Success: the Brooke Gallery, at Fort Margherita, Kuching, attracted over 10,000 visitors from 51 countries in its first 4 months of operation, announced the director of the Brooke Trust, Jason Brooke on a visit to Sarawak. The Gallery, a collaboration between the Brooke Trust (a non-profit entity based in England), the Sarawak Museum Department and Ministry of Tourism, Arts and Culture was opened in September 2016.
[“Brooke Gallery sheds light on watershed of White Rajahs” – Borneo Post online, 16 Jan. 2017]
In early January, works for the construction drainage infrastructure on Jalan Khoo Hun Yeang (near Kuching’s historic police station) unearthed, at some 1.5m depth, close to 300 artefacts, mostly pottery and ceramics and glass sherds. They were sent to the Sarawak Museum Department for analysis. Most of them were broken, partly by the excavation machinery and seemed to date from Qing dynasty and more recent times. The Government took this opportunity to remind all contractors or members of the public to be mindful, stop digging and signal to the Sarawak Museum Department whenever they unearth historical relics, in line with the provisions of the Sarawak Cultural Heritage Ordinance.
[“286 European, Indo-China and Qing influenced artefacts found in Kuching”
“Contractors told to work mindfully in city heritage area”
“Museum director: Khoo Hun Yeang Street artefacts being analysed” – Borneo Post online, 10, 13 and 15 Jan. 2017
“Contractors told to inform authorities when ancient items are unearthed” – The Star online, 16 Jan. 2017]
An ode to Kuching heritage buildings: “Kuching’s wonderful architecture” is the title of an article published by The Star further to a visit of the Kuching Heritage Trail by the Sarawak Assistant Minister in charge of tourism. [The Star online, 17 Jan. 2017] It is worthwhile recalling here that the Sarawak Heritage Society was instrumental in the development of the Kuching Heritage Trail in 2007.
In picture: changing Kuching…
AT NATIONAL LEVEL AND ELSEWHERE IN MALAYSIA
The National Heritage Department is to start implementation of its Conservation Management Plan for national heritage assets in 2017. “Two plans would be implemented, the ‘Conservation Management Plan’ for tangible heritage and the ‘Rules and procedures for Conservation’ for intangible heritage assets” (…) After [a heritage item is] gazetted, it requires a set of procedures, such as to determine the features that follow, to what is defined as a national heritage ‘Baju Melayu’.”
[“Heritage Dept To Initiate Heritage Conservation Plan” – Borneo Post, 10 Dec.2016, relayed from Bernama, 9 Dec. 2016.]
At a media conference, the Minister of Tourism and Culture recalled that (Federal budget) allocations for heritage buildings conservation projects are granted “according to priority and taking into account budget constraints”, reported the media.

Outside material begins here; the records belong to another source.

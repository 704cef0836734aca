//! Configuration loading and constants.
//!
//! Loads application configuration from a TOML file. Every section is optional
//! and falls back to the defaults below, so the service also runs with no
//! config file at all. `AppConfig` is the root configuration struct.

use axum::http::HeaderValue;
use serde::Deserialize;
use std::path::Path;

// =============================================================================
// HTTP Response Cache Control
// =============================================================================

/// Rarity results are drawn per request and must never be served from a cache
pub const CACHE_CONTROL_RARITY: &str = "no-store";

// =============================================================================
// Server Defaults
// =============================================================================

/// Default bind address
pub const DEFAULT_HTTP_HOST: &str = "0.0.0.0";

/// Default port, matching the address other marketplace services call
pub const DEFAULT_HTTP_PORT: u16 = 5002;

/// Seconds to wait for open connections to drain on shutdown
pub const DEFAULT_SHUTDOWN_TIMEOUT_SECS: u64 = 30;

/// Origin wildcard that permits every origin
pub const CORS_ANY_ORIGIN: &str = "*";

// =============================================================================
// Default Paths and Strings
// =============================================================================

/// Default configuration file path
pub const DEFAULT_CONFIG_PATH: &str = "config/default.toml";

/// Default log filter when RUST_LOG is not set
pub const DEFAULT_LOG_FILTER: &str = "rarity_service=info,tower_http=info";

/// Default log format (text or json)
pub const DEFAULT_LOG_FORMAT: &str = "text";

/// Log formats accepted in `[logging] format`
const LOG_FORMATS: [&str; 2] = ["text", "json"];

#[derive(Debug, Clone, Default, Deserialize)]
pub struct AppConfig {
    /// HTTP server configuration
    #[serde(default)]
    pub http: HttpServerConfig,
    /// Cross-origin policy
    #[serde(default)]
    pub cors: CorsConfig,
    /// Rarity draw settings
    #[serde(default)]
    pub rarity: RarityConfig,
    /// Logging configuration
    #[serde(default)]
    pub logging: LoggingConfig,
}

/// HTTP server configuration
#[derive(Debug, Clone, Deserialize)]
pub struct HttpServerConfig {
    #[serde(default = "HttpServerConfig::default_host")]
    pub host: String,
    #[serde(default = "HttpServerConfig::default_port")]
    pub port: u16,
    /// Grace period for in-flight requests after SIGTERM/SIGINT
    #[serde(default = "HttpServerConfig::default_shutdown_timeout")]
    pub shutdown_timeout_seconds: u64,
}

impl Default for HttpServerConfig {
    fn default() -> Self {
        Self {
            host: Self::default_host(),
            port: Self::default_port(),
            shutdown_timeout_seconds: Self::default_shutdown_timeout(),
        }
    }
}

impl HttpServerConfig {
    fn default_host() -> String {
        DEFAULT_HTTP_HOST.to_string()
    }

    fn default_port() -> u16 {
        DEFAULT_HTTP_PORT
    }

    fn default_shutdown_timeout() -> u64 {
        DEFAULT_SHUTDOWN_TIMEOUT_SECS
    }
}

/// Cross-origin resource sharing configuration
#[derive(Debug, Clone, Deserialize)]
pub struct CorsConfig {
    /// Allowed origins. `["*"]` (default) permits any origin.
    #[serde(default = "CorsConfig::default_allowed_origins")]
    pub allowed_origins: Vec<String>,
}

impl Default for CorsConfig {
    fn default() -> Self {
        Self {
            allowed_origins: Self::default_allowed_origins(),
        }
    }
}

impl CorsConfig {
    fn default_allowed_origins() -> Vec<String> {
        vec![CORS_ANY_ORIGIN.to_string()]
    }

    /// True when the wildcard appears anywhere in the list, ignoring padding
    pub fn allows_any_origin(&self) -> bool {
        self.allowed_origins
            .iter()
            .any(|o| o.trim() == CORS_ANY_ORIGIN)
    }
}

/// Rarity draw configuration
#[derive(Debug, Clone, Default, Deserialize)]
pub struct RarityConfig {
    /// Fixed RNG seed. Unset means seed from OS entropy.
    pub seed: Option<u64>,
}

/// Logging configuration
#[derive(Debug, Clone, Deserialize)]
pub struct LoggingConfig {
    /// Log format: "text" (human-readable, default) or "json" (structured)
    #[serde(default = "LoggingConfig::default_format")]
    pub format: String,
}

impl Default for LoggingConfig {
    fn default() -> Self {
        Self {
            format: DEFAULT_LOG_FORMAT.to_string(),
        }
    }
}

impl LoggingConfig {
    fn default_format() -> String {
        DEFAULT_LOG_FORMAT.to_string()
    }

    pub fn is_json(&self) -> bool {
        self.format == "json"
    }
}

impl AppConfig {
    pub fn load<P: AsRef<Path>>(path: P) -> Result<Self, ConfigError> {
        let contents = std::fs::read_to_string(path)?;
        Self::from_toml(&contents)
    }

    /// Load `path` if it exists, otherwise fall back to built-in defaults.
    ///
    /// Only used for the default config path; an explicitly requested file
    /// that is missing should go through `load` and fail.
    pub fn load_or_default<P: AsRef<Path>>(path: P) -> Result<Self, ConfigError> {
        if path.as_ref().exists() {
            Self::load(path)
        } else {
            Ok(Self::default())
        }
    }

    pub fn from_toml(contents: &str) -> Result<Self, ConfigError> {
        let config: AppConfig = toml::from_str(contents)?;
        config.validate()?;
        Ok(config)
    }

    pub fn validate(&self) -> Result<(), ConfigError> {
        if self.http.port == 0 {
            return Err(ConfigError::Validation(
                "http.port must be non-zero".to_string(),
            ));
        }

        if self.cors.allowed_origins.is_empty() {
            return Err(ConfigError::Validation(
                "cors.allowed_origins is empty. Use [\"*\"] to allow any origin".to_string(),
            ));
        }

        for origin in &self.cors.allowed_origins {
            let trimmed = origin.trim();
            if trimmed.is_empty() || trimmed.parse::<HeaderValue>().is_err() {
                return Err(ConfigError::Validation(format!(
                    "Invalid origin {:?} in cors.allowed_origins",
                    origin
                )));
            }
        }

        if !LOG_FORMATS.contains(&self.logging.format.as_str()) {
            return Err(ConfigError::Validation(format!(
                "Unknown logging.format '{}' (expected \"text\" or \"json\")",
                self.logging.format
            )));
        }

        Ok(())
    }
}

#[derive(Debug, thiserror::Error)]
pub enum ConfigError {
    #[error("Failed to read config file: {0}")]
    Io(#[from] std::io::Error),
    #[error("Failed to parse config: {0}")]
    Parse(#[from] toml::de::Error),
    #[error("Configuration error: {0}")]
    Validation(String),
}

#[cfg(test)]
mod tests {
    use super::*;
    use std::io::Write;

    fn write_config(contents: &str) -> tempfile::NamedTempFile {
        let mut file = tempfile::NamedTempFile::new().unwrap();
        file.write_all(contents.as_bytes()).unwrap();
        file
    }

    #[test]
    fn test_empty_config_uses_defaults() {
        let config = AppConfig::from_toml("").unwrap();
        assert_eq!(config.http.host, DEFAULT_HTTP_HOST);
        assert_eq!(config.http.port, DEFAULT_HTTP_PORT);
        assert_eq!(config.http.shutdown_timeout_seconds, DEFAULT_SHUTDOWN_TIMEOUT_SECS);
        assert!(config.cors.allows_any_origin());
        assert_eq!(config.rarity.seed, None);
        assert!(!config.logging.is_json());
    }

    #[test]
    fn test_load_full_config() {
        let file = write_config(
            r#"
[http]
host = "127.0.0.1"
port = 8081
shutdown_timeout_seconds = 5

[cors]
allowed_origins = ["http://localhost:3000"]

[rarity]
seed = 42

[logging]
format = "json"
"#,
        );

        let config = AppConfig::load(file.path()).unwrap();
        assert_eq!(config.http.host, "127.0.0.1");
        assert_eq!(config.http.port, 8081);
        assert_eq!(config.http.shutdown_timeout_seconds, 5);
        assert_eq!(config.cors.allowed_origins, vec!["http://localhost:3000"]);
        assert!(!config.cors.allows_any_origin());
        assert_eq!(config.rarity.seed, Some(42));
        assert!(config.logging.is_json());
    }

    #[test]
    fn test_shipped_default_config_loads() {
        let config =
            AppConfig::load(concat!(env!("CARGO_MANIFEST_DIR"), "/config/default.toml")).unwrap();
        assert_eq!(config.http.port, DEFAULT_HTTP_PORT);
        assert!(config.cors.allows_any_origin());
    }

    #[test]
    fn test_partial_section_fills_defaults() {
        let config = AppConfig::from_toml("[http]\nport = 9000\n").unwrap();
        assert_eq!(config.http.port, 9000);
        assert_eq!(config.http.host, DEFAULT_HTTP_HOST);
    }

    #[test]
    fn test_missing_file_is_io_error() {
        let dir = tempfile::tempdir().unwrap();
        let err = AppConfig::load(dir.path().join("absent.toml")).unwrap_err();
        assert!(matches!(err, ConfigError::Io(_)));
    }

    #[test]
    fn test_load_or_default_missing_file() {
        let dir = tempfile::tempdir().unwrap();
        let config = AppConfig::load_or_default(dir.path().join("absent.toml")).unwrap();
        assert_eq!(config.http.port, DEFAULT_HTTP_PORT);
    }

    #[test]
    fn test_load_or_default_reads_existing_file() {
        let file = write_config("[http]\nport = 7000\n");
        let config = AppConfig::load_or_default(file.path()).unwrap();
        assert_eq!(config.http.port, 7000);
    }

    #[test]
    fn test_invalid_toml_is_parse_error() {
        let err = AppConfig::from_toml("[http\nport = ").unwrap_err();
        assert!(matches!(err, ConfigError::Parse(_)));
    }

    #[test]
    fn test_zero_port_rejected() {
        let err = AppConfig::from_toml("[http]\nport = 0\n").unwrap_err();
        assert!(matches!(err, ConfigError::Validation(_)));
    }

    #[test]
    fn test_empty_origins_rejected() {
        let err = AppConfig::from_toml("[cors]\nallowed_origins = []\n").unwrap_err();
        assert!(matches!(err, ConfigError::Validation(_)));
    }

    #[test]
    fn test_padded_wildcard_allows_any_origin() {
        let config = AppConfig::from_toml("[cors]\nallowed_origins = [\" *\"]\n").unwrap();
        assert!(config.cors.allows_any_origin());

        let config =
            AppConfig::from_toml("[cors]\nallowed_origins = [\"http://a.example\", \"* \"]\n")
                .unwrap();
        assert!(config.cors.allows_any_origin());
    }

    #[test]
    fn test_blank_origin_rejected() {
        let err = AppConfig::from_toml("[cors]\nallowed_origins = [\"  \"]\n").unwrap_err();
        assert!(matches!(err, ConfigError::Validation(_)));
    }

    #[test]
    fn test_unparseable_origin_rejected() {
        let err = AppConfig::from_toml("[cors]\nallowed_origins = [\"http://a.example\\n\"]\n")
            .unwrap_err();
        assert!(matches!(err, ConfigError::Validation(_)));
    }

    #[test]
    fn test_unknown_log_format_rejected() {
        let err = AppConfig::from_toml("[logging]\nformat = \"xml\"\n").unwrap_err();
        assert!(matches!(err, ConfigError::Validation(_)));
    }
}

He mentioned that the heritage Department has implemented some 200 conservation projects since it started operating in 2006 and stressed that heritage buildings were often viewed as a nuisance and obstacle to new development but were actually vital in giving added value to a particular area, and that conservation of heritage buildings could indirectly contribute to the country’s economic returns as the ministry’s statistics showed that over 50 per cent of revenue from the tourism sector and tourist arrivals were via heritage tourism. Local authorities and related agencies must play a more efficient role and work more closely to ensure a balance between development and conservation of heritage buildings, he said.
“Heritage building projects based on priority, budget” – Bernama article, Borneo Post online, 24 Aug. 2016
In December 2016, the National Heritage Department issued a notice revoking the heritage listing of part of Kuala Lumpur’s “MaTIC” complex. The MaTIC is centered on a 1935 colonial architecture mansion and the “Dewan Tunku Abdul Rahman”, the hall where Tunku Abdul Rahman of Negri Sembilan was installed as Malaysia’s first Agong in 1957 and where Parliament held its first meeting in 1959. The revocation created a stir in the heritage loving community. A real estate development project, including the construction of a hotel seemed to be behind the de-listing. This makes one think of other Malaysian projects which aimed at encasing heritage buildings under massive concrete construction. NGOs called for the preservation of the historic buildings and of a proper buffer zone, in line with global heritage conservation guidelines.
[see our 19 Feb. 2017 web article].
George Town, Penang (… as ‘food for thought’ for Sarawak)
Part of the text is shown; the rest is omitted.